Sounds hectic. And it is.
Not much has happend. I went and saw Ben Folds. OH! so very good. I really enjoy him, and playing live for me was something that i will never forget. He's so talented and i do love his music. I don't care how old i'll get, i'll always enjoy it. I hope i look as good as he does when i'm forty. And i can only hope i'll be half as talented as he is.
It feels like so much is going on and there really isn't anything. I work all the time. I'm doing better in school. At least, i am doing what i expect of myself now. After a first round of subpar exam scores, except of course for my chemistry, i am doing better. All of my homework averages have inclined for all of my courses. I got an 82 on a calc exam and that is without the curve with about an average of a 62. Things are looking up... fingers crossed that's how things actually work out to be.
I feel like when i am doing well i have control of my own destiny. I think that's why i dislike doing badly in school. I should be able to control one thing in my life... that thing being grades. That and i know that i want to do my best. I want to be better than average. Hopefully math will be my only C... and even then i know i can still get a B. I will get a B.

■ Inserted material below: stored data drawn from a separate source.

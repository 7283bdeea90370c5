//! API route definitions.

use axum::body::Body;
use axum::http::{HeaderName, Request, header::USER_AGENT};
use axum::{Router, routing::get};
use tower::ServiceBuilder;
use tower_http::request_id::{MakeRequestUuid, PropagateRequestIdLayer, SetRequestIdLayer};
use tower_http::trace::{DefaultOnRequest, DefaultOnResponse, TraceLayer};
use tracing::Level;

use super::handlers;
use super::state::AppState;

const REQUEST_ID_HEADER: HeaderName = HeaderName::from_static("x-request-id");

/// Create the gateway router.
pub fn create_router(state: AppState) -> Router {
    // Access log; the span carries the x-request-id set by the outer layer.
    let trace_layer = TraceLayer::new_for_http()
        .make_span_with(|request: &Request<Body>| {
            let header = |name: HeaderName| {
                request
                    .headers()
                    .get(name)
                    .and_then(|v| v.to_str().ok())
                    .unwrap_or("-")
                    .to_owned()
            };
            tracing::info_span!(
                "request",
                method = %request.method(),
                uri = %request.uri().path(),
                user_agent = %header(USER_AGENT),
                request_id = %header(REQUEST_ID_HEADER),
            )
        })
        .on_request(DefaultOnRequest::new().level(Level::INFO))
        .on_response(DefaultOnResponse::new().level(Level::INFO));

    let middleware = ServiceBuilder::new()
        .layer(SetRequestIdLayer::x_request_id(MakeRequestUuid))
        .layer(PropagateRequestIdLayer::x_request_id())
        .layer(trace_layer);

    Router::new()
        .route("/", get(handlers::root))
        .route("/health", get(handlers::health))
        .route("/auth_jwt_request", get(handlers::check_session))
        .route("/basic_login", get(handlers::basic_login))
        .route("/login_page", get(handlers::login_page))
        .route("/callback/github", get(handlers::github_callback))
        .layer(middleware)
        .with_state(state)
}
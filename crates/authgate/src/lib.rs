//! authgate library.
//!
//! Identity gateway deciding per request whether a caller is authenticated
//! through Basic-Auth, a signed session cookie, or an allow-listed GitHub
//! identity, and minting session tokens on success.

pub mod api;
pub mod auth;
pub mod config;
pub mod provider;
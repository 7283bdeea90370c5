//! External identity provider module.
//!
//! The OAuth2 authorization-code flow is split into two capabilities so the
//! delegated-identity check can run against a substitute implementation.

mod error;
pub mod github;
mod types;

use async_trait::async_trait;

pub use error::{ProviderError, ProviderResult};
pub use github::{GitHubClient, GitHubConfig};
pub use types::{ExternalIdentity, TokenRequest, TokenResponse};

/// OAuth2 identity provider abstraction for testability.
#[async_trait]
pub trait IdentityProvider: Send + Sync {
    /// Exchange an authorization code for an access token.
    async fn exchange_code(&self, code: &str) -> ProviderResult<TokenResponse>;

    /// Resolve the identity that owns `access_token`.
    async fn fetch_identity(&self, access_token: &str) -> ProviderResult<ExternalIdentity>;
}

I had a dream a few nights ago that me and Scott were friends. We met up and talked and talked... and it was the best time i had in a while. Everything made sense. It was just so easy... and i know that nothing is really like that in real life.
I wonder what dan is up to. I wonder what brandon is up to. I don't have time to wonder.
I'm going back to West Lafayette soon. My spring break officially started today and i'll be going home tomorrow. I'm not happy about it. I miss my friends. I want to stay, but that's just not the way things are.
I kinda miss matt right now. I didn't get to see him before break and lord only knows when i will see him again. With my schedule and... well with all the shit i have to do, i don't know when i'll be free... to say the least it might be a while. I hope not that long.
I think i need to start my day. After the coma i had last night, it might be a good idea to go and do something.